Bülent Arınç’ı herkes takip etti…
***
Cumhurbaşkanı Erdoğan;
“Dinlemedim, üzüldüm...” dese de herkes nefesini tuttu izledi…
***
Verdi, veriştirdi…
***
Ucu açık cümlelerle sadece muhatabının anlayacağı tarzda bazen; “Aba altından sopa” da gösterdi… Açıklamalarına gelecek tepkilerin önünü de alarak konuştu…
***
Çok şaşıranlar oldu…
Yutkunanlarda…
“Yeter orada dur mübarek” diye nara atanlar bile…
***
Siyasetten uzak beş aylık politikacı gibi konuştu…
***
Çoğunluk;
“Vicdan patlamasıdır bu” dedi…
Bazıları daha temkinli;
“Birilerine alan açıyor” diyenlerde oldu…

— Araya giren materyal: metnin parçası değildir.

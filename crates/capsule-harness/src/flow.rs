//! # Flow Specifications
//!
//! A flow is an ordered list of steps, each pointing at one capsule file.
//! Parsing is split in two tiers: a document that is not a flow at all
//! (not an object, no `flow_id`, no `steps` array) is rejected as a whole,
//! while a single malformed step is kept as [`StepDecl::Malformed`] so the
//! runner can report it at its index and carry on.

use std::path::Path;

use serde::{Deserialize, Serialize};
use serde_json::Value;

use crate::error::FlowError;
use crate::store::CapsuleStore;

fn default_true() -> bool {
    true
}

/// One well-formed flow step.
#[derive(Debug, Clone, PartialEq, Eq, Serialize, Deserialize)]
pub struct FlowStep {
    pub name: String,
    /// Absolute, or relative to the flow file's directory.
    pub capsule_path: String,
    #[serde(default, skip_serializing_if = "Option::is_none")]
    pub expect_capsule_type: Option<String>,
    #[serde(default = "default_true")]
    pub compute_hashes: bool,
    #[serde(default)]
    pub expect_failure: bool,
    #[serde(default, skip_serializing_if = "Option::is_none")]
    pub failure_reason: Option<String>,
}

impl FlowStep {
    pub fn new(name: impl Into<String>, capsule_path: impl Into<String>) -> Self {
        Self {
            name: name.into(),
            capsule_path: capsule_path.into(),
            expect_capsule_type: None,
            compute_hashes: true,
            expect_failure: false,
            failure_reason: None,
        }
    }
}

/// A step as declared in the flow file.
#[derive(Debug, Clone, PartialEq, Eq)]
pub enum StepDecl {
    Valid(FlowStep),
    /// The declaration could not be read as a step. `name` is kept when
    /// the declaration carried one.
    Malformed {
        name: Option<String>,
        reason: String,
    },
}

impl StepDecl {
    fn from_value(value: &Value) -> Self {
        let name = value
            .get("name")
            .and_then(Value::as_str)
            .map(str::to_string);
        match FlowStep::deserialize(value) {
            Ok(step) if step.name.trim().is_empty() => StepDecl::Malformed {
                name: None,
                reason: "step name must not be empty".into(),
            },
            Ok(step) if step.capsule_path.trim().is_empty() => StepDecl::Malformed {
                name,
                reason: "capsule_path must not be empty".into(),
            },
            Ok(step) => StepDecl::Valid(step),
            Err(e) => StepDecl::Malformed {
                name,
                reason: e.to_string(),
            },
        }
    }
}

#[derive(Debug, Clone, PartialEq, Eq)]
pub struct FlowSpec {
    pub flow_id: String,
    pub description: Option<String>,
    pub steps: Vec<StepDecl>,
}

impl FlowSpec {
    /// Interpret a parsed flow document.
    pub fn from_value(doc: &Value) -> Result<Self, FlowError> {
        let obj = doc
            .as_object()
            .ok_or_else(|| FlowError::Invalid("flow document must be an object".into()))?;
        let flow_id = match obj.get("flow_id") {
            Some(Value::String(id)) if !id.trim().is_empty() => id.clone(),
            Some(_) => {
                return Err(FlowError::Invalid(
                    "flow_id must be a non-empty string".into(),
                ))
            }
            None => return Err(FlowError::Invalid("missing flow_id".into())),
        };
        let steps = match obj.get("steps") {
            Some(Value::Array(steps)) => steps.iter().map(StepDecl::from_value).collect(),
            Some(_) => return Err(FlowError::Invalid("steps must be an array".into())),
            None => return Err(FlowError::Invalid("missing steps".into())),
        };
        let description = obj
            .get("description")
            .and_then(Value::as_str)
            .map(str::to_string);
        Ok(Self {
            flow_id,
            description,
            steps,
        })
    }

    /// Read and interpret the flow at `path`.
    pub fn load(store: &dyn CapsuleStore, path: &Path) -> Result<Self, FlowError> {
        let doc = store.get(path).map_err(|source| FlowError::Load {
            path: path.to_path_buf(),
            source,
        })?;
        Self::from_value(&doc)
    }
}

#[cfg(test)]
mod tests {
    use super::*;
    use serde_json::json;

    #[test]
    fn test_step_defaults() {
        let flow = FlowSpec::from_value(&json!({
            "flow_id": "f",
            "steps": [{"name": "one", "capsule_path": "a.json"}]
        }))
        .unwrap();
        assert_eq!(flow.steps, vec![StepDecl::Valid(FlowStep::new("one", "a.json"))]);
        assert!(flow.description.is_none());
    }

    #[test]
    fn test_all_step_fields() {
        let flow = FlowSpec::from_value(&json!({
            "flow_id": "f",
            "description": "demo",
            "steps": [{
                "name": "one",
                "capsule_path": "/abs/a.json",
                "expect_capsule_type": "MEMORY_COMMIT",
                "compute_hashes": false,
                "expect_failure": true,
                "failure_reason": "no consent"
            }]
        }))
        .unwrap();
        assert_eq!(flow.description.as_deref(), Some("demo"));
        let StepDecl::Valid(step) = &flow.steps[0] else {
            panic!("expected a valid step");
        };
        assert_eq!(step.expect_capsule_type.as_deref(), Some("MEMORY_COMMIT"));
        assert!(!step.compute_hashes);
        assert!(step.expect_failure);
        assert_eq!(step.failure_reason.as_deref(), Some("no consent"));
    }

    #[test]
    fn test_malformed_step_kept_in_place() {
        let flow = FlowSpec::from_value(&json!({
            "flow_id": "f",
            "steps": [
                {"name": "no-path"},
                "not an object",
                {"name": "ok", "capsule_path": "b.json"},
                {"name": "blank", "capsule_path": "  "}
            ]
        }))
        .unwrap();
        assert_eq!(flow.steps.len(), 4);
        assert!(matches!(
            &flow.steps[0],
            StepDecl::Malformed { name: Some(n), .. } if n == "no-path"
        ));
        assert!(matches!(&flow.steps[1], StepDecl::Malformed { name: None, .. }));
        assert!(matches!(&flow.steps[2], StepDecl::Valid(_)));
        assert!(matches!(&flow.steps[3], StepDecl::Malformed { .. }));
    }

    #[test]
    fn test_flow_shape_errors() {
        for doc in [
            json!([]),
            json!({"steps": []}),
            json!({"flow_id": "", "steps": []}),
            json!({"flow_id": 7, "steps": []}),
            json!({"flow_id": "f"}),
            json!({"flow_id": "f", "steps": {}}),
        ] {
            assert!(
                matches!(FlowSpec::from_value(&doc), Err(FlowError::Invalid(_))),
                "accepted {doc}"
            );
        }
    }
}
//! The four observers of a run, driven together in a fixed order.

use capsule_core::{Failure, TraceEntry};
use serde::{Deserialize, Serialize};

use crate::capsule::{CapsuleObserver, CapsuleSnapshot};
use crate::consent::{ConsentObserver, ConsentSnapshot};
use crate::memory::{MemoryObserver, MemorySnapshot};
use crate::policy::{PolicyObserver, PolicySnapshot};
use crate::Observer;

/// Combined read-only view of all observers.
#[derive(Debug, Clone, Default, PartialEq, Eq, Serialize, Deserialize)]
pub struct ObserversSnapshot {
    pub capsule: CapsuleSnapshot,
    pub consent: ConsentSnapshot,
    pub policy: PolicySnapshot,
    pub memory: MemorySnapshot,
}

/// Per-run observer instances. A fresh set is built for every run, so no
/// state crosses run boundaries.
#[derive(Debug, Default)]
pub struct ObserverSet {
    capsule: CapsuleObserver,
    consent: ConsentObserver,
    policy: PolicyObserver,
    memory: MemoryObserver,
}

impl ObserverSet {
    pub fn new() -> Self {
        Self::default()
    }

    /// Fold one entry into every observer in the order capsule, consent,
    /// policy, memory. Failures are returned in that order.
    pub fn observe(&mut self, entry: &TraceEntry) -> Vec<Failure> {
        let mut failures = self.capsule.observe(entry);
        failures.extend(self.consent.observe(entry));
        failures.extend(self.policy.observe(entry));
        failures.extend(self.memory.observe(entry));
        if !failures.is_empty() {
            tracing::debug!(
                step_index = entry.step_index,
                count = failures.len(),
                "observers reported failures"
            );
        }
        failures
    }

    pub fn snapshot(&self) -> ObserversSnapshot {
        ObserversSnapshot {
            capsule: self.capsule.snapshot(),
            consent: self.consent.snapshot(),
            policy: self.policy.snapshot(),
            memory: self.memory.snapshot(),
        }
    }
}
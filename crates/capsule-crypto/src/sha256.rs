//! # SHA-256 Digest Computation
//!
//! The full-length fallback algorithm. Like every digest path in the
//! workspace, it accepts only `CanonicalBytes`.

use capsule_core::{CanonicalBytes, ContentDigest, DigestAlgorithm};
use sha2::{Digest, Sha256};

/// Digest length of SHA-256 in bytes.
pub const SHA256_LEN: usize = 32;

/// Compute a SHA-256 content digest from canonical bytes.
pub fn sha256_digest(data: &CanonicalBytes) -> ContentDigest {
    let hash = Sha256::digest(data.as_bytes());
    ContentDigest::new(DigestAlgorithm::Sha256, hash.to_vec())
}
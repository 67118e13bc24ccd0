//! # Canonical Form Vectors
//!
//! Fixed input/output pairs for the canonicalizer. Any change to these
//! outputs changes every capsule identifier computed downstream, so these
//! vectors act as a compatibility gate.

use capsule_core::{canonicalize, CanonicalBytes, CanonicalizeOptions};
use serde_json::{json, Value};

fn canon(v: &Value) -> String {
    canonicalize(v, &CanonicalizeOptions::default())
        .expect("canonicalization should succeed")
        .into_string()
}

#[test]
fn consent_capsule_vector() {
    let capsule = json!({
        "consent": {"scope": ["memory_commit", "read"], "granted_by": "user"},
        "capsule_type": "CONSENT_ASSERTION",
        "capsule_id": "consent-001"
    });
    assert_eq!(
        canon(&capsule),
        r#"{"capsule_id":"consent-001","capsule_type":"CONSENT_ASSERTION","consent":{"granted_by":"user","scope":["memory_commit","read"]}}"#
    );
}

#[test]
fn numeric_vector() {
    let doc = json!({
        "weights": [0.5, 1.0, 2.0000004, -0.0, 1e-9, 123456.1234567],
        "count": 3
    });
    assert_eq!(
        canon(&doc),
        r#"{"count":3,"weights":[0.5,1,2,0,0,123456.123457]}"#
    );
}

#[test]
fn whitespace_and_key_order_do_not_matter() {
    let a: Value = serde_json::from_str(r#"{ "b" : [1, 2], "a" : {"y": true, "x": null} }"#).unwrap();
    let b: Value = serde_json::from_str(r#"{"a":{"x":null,"y":true},"b":[1,2]}"#).unwrap();
    assert_eq!(canon(&a), canon(&b));
}

#[test]
fn duplicate_keys_resolved_by_parser() {
    let v: Value = serde_json::from_str(r#"{"a": 1, "a": 2}"#).unwrap();
    assert_eq!(canon(&v), r#"{"a":2}"#);
}

#[test]
fn array_order_is_significant() {
    assert_ne!(canon(&json!([1, 2])), canon(&json!([2, 1])));
}

#[test]
fn unicode_is_written_raw() {
    assert_eq!(canon(&json!({"name": "Zoë ✓"})), "{\"name\":\"Zoë ✓\"}");
}

#[test]
fn typed_and_untyped_inputs_agree() {
    #[derive(serde::Serialize)]
    struct Commit<'a> {
        capsule_type: &'a str,
        weight: f64,
    }
    let typed = CanonicalBytes::new(&Commit {
        capsule_type: "MEMORY_COMMIT",
        weight: 0.25,
    })
    .unwrap();
    assert_eq!(
        typed.as_str(),
        canon(&json!({"weight": 0.25, "capsule_type": "MEMORY_COMMIT"}))
    );
}
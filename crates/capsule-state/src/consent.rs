//! # Consent Observer
//!
//! ## States
//!
//! UNKNOWN → ASSERTED ⇄ REVOKED
//!
//! A `CONSENT_ASSERTION` records its granted scopes keyed by the asserting
//! capsule's hash. A `CONSENT_REVOCATION` carries no scoping information,
//! so it clears every active scope.

use std::collections::BTreeMap;

use capsule_core::{CapsuleEvent, CapsuleHash, Failure, TraceEntry};
use serde::{Deserialize, Serialize};

use crate::Observer;

#[derive(Debug, Clone, Copy, Default, PartialEq, Eq, Hash, Serialize, Deserialize)]
#[serde(rename_all = "SCREAMING_SNAKE_CASE")]
pub enum ConsentState {
    #[default]
    Unknown,
    Asserted,
    Revoked,
}

impl std::fmt::Display for ConsentState {
    fn fmt(&self, f: &mut std::fmt::Formatter<'_>) -> std::fmt::Result {
        let s = match self {
            Self::Unknown => "UNKNOWN",
            Self::Asserted => "ASSERTED",
            Self::Revoked => "REVOKED",
        };
        f.write_str(s)
    }
}

#[derive(Debug, Clone, Default, PartialEq, Eq, Serialize, Deserialize)]
pub struct ConsentSnapshot {
    pub state: ConsentState,
    pub assertion_capsule_hash: Option<CapsuleHash>,
    pub revocation_capsule_hash: Option<CapsuleHash>,
    /// Consent capsule hash → granted scopes.
    pub active_scopes: BTreeMap<String, Vec<String>>,
}

impl ConsentSnapshot {
    /// Scopes granted by the consent with hash `consent`, if it is active.
    pub fn scopes_for(&self, consent: &str) -> Option<&[String]> {
        self.active_scopes.get(consent).map(Vec::as_slice)
    }
}

#[derive(Debug, Default)]
pub struct ConsentObserver {
    state: ConsentSnapshot,
}

impl ConsentObserver {
    pub fn new() -> Self {
        Self::default()
    }

    /// Current consent state.
    pub fn state(&self) -> ConsentState {
        self.state.state
    }
}

impl Observer for ConsentObserver {
    type Snapshot = ConsentSnapshot;

    fn observe(&mut self, entry: &TraceEntry) -> Vec<Failure> {
        match &entry.event {
            CapsuleEvent::ConsentAssertion { scope } => {
                self.state.state = ConsentState::Asserted;
                self.state.assertion_capsule_hash = entry.capsule_hash().cloned();
                self.state.revocation_capsule_hash = None;
                // Scopes are keyed by hash; an unhashed assertion grants nothing.
                if let Some(hash) = entry.capsule_hash() {
                    self.state
                        .active_scopes
                        .insert(hash.as_str().to_string(), scope.clone());
                }
                tracing::debug!(
                    step_index = entry.step_index,
                    scopes = scope.len(),
                    "consent asserted"
                );
            }
            CapsuleEvent::ConsentRevocation => {
                self.state.state = ConsentState::Revoked;
                self.state.revocation_capsule_hash = entry.capsule_hash().cloned();
                let cleared = self.state.active_scopes.len();
                self.state.active_scopes.clear();
                tracing::debug!(step_index = entry.step_index, cleared, "consent revoked");
            }
            CapsuleEvent::PolicyAssertion { .. }
            | CapsuleEvent::PolicyRevocation { .. }
            | CapsuleEvent::MemoryRequest(_)
            | CapsuleEvent::MemoryCommit { .. }
            | CapsuleEvent::MemoryReference(_)
            | CapsuleEvent::Unhandled(_) => {}
        }
        Vec::new()
    }

    fn snapshot(&self) -> ConsentSnapshot {
        self.state.clone()
    }
}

Komplo teorilerini sevenler;
“Başbakan’a arka çıkar gibi yaparak, Başbakan’ın parti içinde ipini çekiyor” diye yorumladılar…
Ankara’daki yapıyı yakından bilenler;
“Hüseyin Çelik, Sadullah Ergin, Abdullah Gül, Suat Kılıç, Bülent Arınç, dahası da var, eski tüfekler Erdoğan’a karşı harekete geçiyor” diye bakanlarda oldu…
***
Hepsinden biraz var Arınç’ın çıkışlarında…
Ama dikkatlice bakıldığında; “Vicdan patlaması” yok… Vicdanı bu kadar hassas olan, çoktan konuşurdu…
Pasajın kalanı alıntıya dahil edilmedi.